Celui de Moderna requiert pour sa part une conservation à « seulement » -20°, de quoi faciliter la logistique et le respect de la chaîne du froid. Pour lui aussi, deux doses sont demandées. D’autres vaccins, néanmoins, pourront être conservés dans des frigos classiques et/ou ne nécessiteront qu’une injection. De quoi faciliter la tâche des autorités sanitaires, qui n’auront pas à demander aux patients de se déplacer à plusieurs reprises. À l’inverse, l’OMS note qu’une partie des candidats-vaccins ont besoin de trois doses. 

Une efficacité variable

Multiplier les recherches permet aussi de s’assurer de disposer d’un large éventail d’outils pour lutter contre le Covid-19. Et de ne sélectionner, au bout du compte, que les plus efficaces. Les évaluations cliniques montrent en effet que le degré d’efficacité varie d’un vaccin à l’autre. Sans compter les effets secondaires, plus ou moins importants. À terme, les autorités vont privilégier les vaccins répondant à une série de critères : ceux efficaces contre le virus bien sûr, mais également pratiques d’un point de vue logistique et peu chers. Le laboratoire qui parviendra à réunir ces différentes caractéristiques mettra toutes les chances de son côté. Ajoutons enfin que plus la concurrence est rude entres labos, plus celle-ci est susceptible de tirer les prix à la baisse.

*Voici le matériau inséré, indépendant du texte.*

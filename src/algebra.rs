//! Edge-set algebra over `PairCode` arrays.
//!
//! Every operation is a hash-set membership pass over scalar codes, so
//! cost is linear in the number of edges (plus a sort for the
//! deduplicating forms). Results of `unique`, `union`, `intersection`
//! and `difference` are sorted ascending by code; `isin` keeps input
//! order.

use hashbrown::HashSet;

use crate::codec;
use crate::model::{EdgeSet, PairCode};
use crate::Result;

/// Membership index over a code array.
#[derive(Debug, Clone, Default)]
pub struct CodeSet {
    codes: HashSet<PairCode>,
}

impl CodeSet {
    pub fn from_codes(codes: &[PairCode]) -> Self {
        Self { codes: codes.iter().copied().collect() }
    }

    /// Encode and index an edge set.
    pub fn from_edges(edges: &EdgeSet) -> Result<Self> {
        Ok(Self::from_codes(&codec::encode_all(edges)?))
    }

    #[inline]
    pub fn contains(&self, code: PairCode) -> bool {
        self.codes.contains(&code)
    }

    /// Number of distinct codes.
    pub fn len(&self) -> usize {
        self.codes.len()
    }

    pub fn is_empty(&self) -> bool {
        self.codes.is_empty()
    }
}

/// Sorted distinct codes.
pub fn unique(codes: &[PairCode]) -> Vec<PairCode> {
    let mut out = codes.to_vec();
    out.sort_unstable();
    out.dedup();
    out
}

/// Codes present in either input.
pub fn union(a: &[PairCode], b: &[PairCode]) -> Vec<PairCode> {
    let mut out = Vec::with_capacity(a.len() + b.len());
    out.extend_from_slice(a);
    out.extend_from_slice(b);
    out.sort_unstable();
    out.dedup();
    out
}

/// Codes present in both inputs.
pub fn intersection(a: &[PairCode], b: &[PairCode]) -> Vec<PairCode> {
    let index = CodeSet::from_codes(b);
    let mut out = unique(a);
    out.retain(|&c| index.contains(c));
    out
}

/// Codes of `a` absent from `b`.
pub fn difference(a: &[PairCode], b: &[PairCode]) -> Vec<PairCode> {
    let index = CodeSet::from_codes(b);
    let mut out = unique(a);
    out.retain(|&c| !index.contains(c));
    out
}

/// Element-wise membership mask of `codes` in `set`, input order.
pub fn isin(codes: &[PairCode], set: &CodeSet) -> Vec<bool> {
    codes.iter().map(|&c| set.contains(c)).collect()
}

/// Encode an edge set to codes, input order.
pub fn encode_edges(edges: &EdgeSet) -> Result<Vec<PairCode>> {
    codec::encode_all(edges)
}

/// Map codes back to explicit edges, input order.
pub fn decode_back(codes: &[PairCode]) -> Result<EdgeSet> {
    codec::decode_all(codes)
}
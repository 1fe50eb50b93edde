//! Training-pair sampling, loss and the metric learner end to end.

use pretty_assertions::assert_eq;
use trackgraph::algebra::CodeSet;
use trackgraph::codec;
use trackgraph::{
    assemble_training_set, BruteForceSearch, ComputeContext, Config, EdgeSet, Embeddings,
    EmbeddingModel, EmbeddingOutputs, Error, EventGraph, MemoryMetricsSink, Metric,
    MetricLearner, NeighborSearch, TrainingPairSampler,
};
use trackgraph::sampler::MiningParams;

// ============================================================================
// Fixtures
// ============================================================================

/// Returns a fixed candidate list regardless of the query.
struct ScriptedSearch(EdgeSet);

impl NeighborSearch for ScriptedSearch {
    fn search(
        &self,
        _ctx: &ComputeContext,
        _query: &Embeddings,
        _query_ids: &[u32],
        _candidates: &Embeddings,
        _radius: f32,
        _k: usize,
    ) -> trackgraph::Result<EdgeSet> {
        Ok(self.0.clone())
    }
}

/// Uses the node features as every embedding.
struct FeatureModel;

impl EmbeddingModel for FeatureModel {
    fn forward(&self, _ctx: &ComputeContext, batch: &EventGraph) -> trackgraph::Result<EmbeddingOutputs> {
        let x = batch.node_features.clone();
        Ok(EmbeddingOutputs { spatial_a: x.clone(), spatial_b: x.clone(), topo_a: x.clone(), topo_b: x })
    }
}

/// Six hits on a line, one unit apart, truth along the chain.
fn line_event() -> EventGraph {
    let features = Embeddings::new(1, (0..6).map(|i| i as f32).collect()).unwrap();
    EventGraph::new("event000000001")
        .with_features(features)
        .with_truth(EdgeSet::from_pairs((0..5).map(|i| (i, i + 1))))
}

fn truth_codes_present(set: &trackgraph::TrainingSet, truth: &EdgeSet) -> bool {
    let codes = CodeSet::from_edges(set.edges()).unwrap();
    truth.iter().all(|&e| codes.contains(codec::encode_edge(e).unwrap()))
}

// ============================================================================
// 1. Composition: mined + random + missing truth
// ============================================================================

#[test]
fn test_training_set_composition() {
    let truth = EdgeSet::from_pairs([(0, 1), (2, 3), (4, 5)]);
    // 8 mined, two of them truth edges in their exact orientation
    let mined = EdgeSet::from_pairs([(0, 1), (2, 3), (0, 6), (1, 7), (2, 8), (3, 9), (4, 6), (5, 8)]);
    let random = EdgeSet::from_pairs([(0, 9), (1, 6), (3, 7), (4, 8)]);

    let mut pool = mined.clone();
    pool.extend_from(&random);
    let set = assemble_training_set(&pool, &truth, 1.0).unwrap();

    assert_eq!(set.len(), 8 + 4 + 1);
    assert_eq!(set.positives(), 3);

    let truth_index = CodeSet::from_edges(&truth).unwrap();
    for (edge, &label) in set.edges().iter().zip(set.labels()) {
        assert_eq!(label, truth_index.contains(codec::encode_edge(*edge).unwrap()), "edge {edge}");
    }
}

#[test]
fn test_sample_appends_missing_truth_to_mined_pool() {
    let mut ctx = ComputeContext::cpu(7);
    let mined = EdgeSet::from_pairs([(0, 1), (2, 3), (0, 6), (1, 7), (2, 8), (3, 9), (4, 6), (5, 8)]);
    let config = Config { random_pairs: false, ..Config::default() };
    let sampler = TrainingPairSampler::new(config, ScriptedSearch(mined), &mut ctx).unwrap();

    let mut batch = EventGraph::new("evt")
        .with_features(Embeddings::new(1, (0..10).map(|i| i as f32).collect()).unwrap());
    batch.signal_true_edges = EdgeSet::from_pairs([(0, 1), (2, 3), (4, 5)]);

    let x = batch.node_features.clone();
    let set = sampler
        .sample(&batch, &x, &x, MiningParams::spatial(sampler.config()), &mut ctx)
        .unwrap();

    assert_eq!(set.len(), 9);
    assert_eq!(set.positives(), 3);
    assert_eq!(set.weights().iter().filter(|&&w| w == 1.0).count(), 3);
}

#[test]
fn test_sample_mined_and_random_pairs_exact_count() {
    let mut ctx = ComputeContext::cpu(11);
    // Mined edges stay clear of the query nodes in both orientations
    let mined = EdgeSet::from_pairs((0..8).map(|i| (10 + i, 20 + i)));
    // Two truth endpoints, so exactly one random pair
    let config = Config { randomisation: 0.5, ..Config::default() };
    assert!(config.hard_negative_mining && config.random_pairs);
    let sampler = TrainingPairSampler::new(config, ScriptedSearch(mined.clone()), &mut ctx).unwrap();

    let mut batch = EventGraph::new("evt");
    batch.signal_true_edges = EdgeSet::from_pairs([(5, 6)]);
    let emb_a = Embeddings::new(1, (0..7).map(|i| i as f32).collect()).unwrap();
    // One candidate row: every random pair lands on node 0
    let emb_b = Embeddings::new(1, vec![0.0]).unwrap();

    let set = sampler
        .sample(&batch, &emb_a, &emb_b, MiningParams::spatial(sampler.config()), &mut ctx)
        .unwrap();

    let (n_mined, n_random, n_missing) = (mined.len(), 1, 1);
    assert_eq!(set.len(), n_mined + n_random + n_missing);
    assert_eq!(set.positives(), 1);

    let random: Vec<_> = set.edges().iter().filter(|e| e.dst == 0).collect();
    assert_eq!(random.len(), 1);
    assert!(random[0].src == 5 || random[0].src == 6);
    assert_eq!(set.edges().iter().last().map(|e| (e.src, e.dst)), Some((5, 6)));
    assert_eq!(set.weights().iter().filter(|&&w| w == 0.0).count(), n_mined + n_random);
}

#[test]
fn test_sample_with_random_pairs_guarantees_truth() {
    let mut ctx = ComputeContext::cpu(8);
    let config = Config { r_train: 1.5, randomisation: 2.0, ..Config::default() };
    let sampler = TrainingPairSampler::new(config, BruteForceSearch::default(), &mut ctx).unwrap();
    let batch = line_event();
    let x = batch.node_features.clone();

    let set = sampler
        .sample(&batch, &x, &x, MiningParams::spatial(sampler.config()), &mut ctx)
        .unwrap();

    assert!(truth_codes_present(&set, &batch.signal_true_edges));
    assert!(set.positives() >= batch.signal_true_edges.len());
}

// ============================================================================
// 2. Metric learner
// ============================================================================

fn learner(config: Config, ctx: &mut ComputeContext) -> MetricLearner<FeatureModel, BruteForceSearch> {
    MetricLearner::new(config, FeatureModel, BruteForceSearch::default(), ctx).unwrap()
}

#[test]
fn test_step_sums_both_subspaces() {
    let mut ctx = ComputeContext::cpu(21);
    let config = Config { r_train: 1.5, topo_margin: 1.5, ..Config::default() };
    let learner = learner(config, &mut ctx);

    let step = learner.step(&line_event(), &mut ctx).unwrap();

    assert!(step.total.is_finite());
    assert!((step.total - (step.spatial + step.topological)).abs() < 1e-6);
    // Every positive sits at squared distance 1
    assert!(step.spatial >= 1.0);
    assert!(step.spatial_pairs >= 10);
    assert!(step.topo_pairs >= 10);
}

#[test]
fn test_evaluate_reports_metrics() {
    let mut ctx = ComputeContext::cpu(22);
    let config = Config { knn_radius_eval: 1.5, knn_eval: 10, ..Config::default() };
    let learner = learner(config, &mut ctx);
    let mut sink = MemoryMetricsSink::new();

    let report = learner.evaluate(&line_event(), &mut ctx, &mut sink).unwrap();

    // Both orientations of each neighbour pair are predicted; one survives
    assert_eq!(report.predicted.len(), 5);
    assert_eq!(report.purity, Metric::Value(1.0));
    assert_eq!(report.efficiency, Metric::Value(0.5));
    assert!((report.val_loss - 1.0).abs() < 1e-6);
    assert_eq!(report.module_veto_purity, None);

    assert_eq!(sink.get("pur"), Some(Metric::Value(1.0)));
    assert_eq!(sink.get("topo_eff"), Some(Metric::Value(0.5)));
    assert!(sink.get("module_veto_pur").is_none());
}

#[test]
fn test_evaluate_module_veto() {
    let mut ctx = ComputeContext::cpu(23);
    let config = Config { knn_radius_eval: 1.5, module_veto: true, ..Config::default() };
    let learner = learner(config, &mut ctx);
    let mut sink = MemoryMetricsSink::new();

    // Without module ids the metric cannot be computed
    let err = learner.evaluate(&line_event(), &mut ctx, &mut sink).unwrap_err();
    assert!(matches!(err, Error::NotFound(_)));

    let event = line_event().with_modules(vec![0, 0, 1, 1, 2, 2]);
    let report = learner.evaluate(&event, &mut ctx, &mut sink).unwrap();
    // 5 true positives over the 2 kept edges that cross modules
    assert_eq!(report.module_veto_purity, Some(Metric::Value(2.5)));
}

// ============================================================================
// 3. Configuration
// ============================================================================

#[test]
fn test_config_from_json() {
    let config = Config::from_json_str(r#"{"margin": 0.5, "query_selection": "all_nodes"}"#).unwrap();
    assert_eq!(config.margin, 0.5);
    assert_eq!(config.spatial_margin_sq(), 0.25);
    assert_eq!(config.query_selection, trackgraph::QuerySelection::AllNodes);
}

#[test]
fn test_config_rejects_bad_values() {
    assert!(matches!(
        Config::from_json_str(r#"{"target_purity": 1.5}"#),
        Err(Error::InvalidConfig(_))
    ));
    assert!(matches!(
        Config::from_json_str(r#"{"margin": -1.0}"#),
        Err(Error::InvalidConfig(_))
    ));
    assert!(matches!(
        Config::from_json_str(r#"{"unknown_flag": true}"#),
        Err(Error::Serialization(_))
    ));
}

En ce qui concerne l’efficacité et la sûreté de chaque vaccin, il est impossible de la prévoir à l’avance. Les essais cliniques menés auprès de volontaires doivent permettre de l’évaluer. Précisons que même s’ils sont parfois basés sur des méthodes et technologies similaires, les vaccins sont tous testés indépendamment. De la même manière, les autorités de sécurité du médicament évaluent au cas par cas les propriétés de chaque vaccin avant de délivrer des autorisations. Composition, effets secondaires, efficacité sur les différents types de patients, tous les éléments récoltés par les laboratoires sont systématiquement passés au crible. Si bien qu’aucun vaccin ne peut être administré sans avoir au préalable reçu cette certification.

En résumé, il est donc utile de disposer de multiples candidats-vaccins, afin non seulement de disposer des plus efficaces contre le vaccin, mais aussi de pouvoir s’assurer un approvisionnement conséquent. Tous ces vaccins présentent des spécificités, que ce soit dans leur conception ou leur délivrance (1, 2 ou 3 doses), ce qui a un impact au niveau de la logistique qu’il est nécessaire de déployer. L’efficacité et la sûreté sont quant à elles systématiquement étudiées, et ce pour tous les vaccins qui se révèleraient satisfaisants à l’issue des essais cliniques.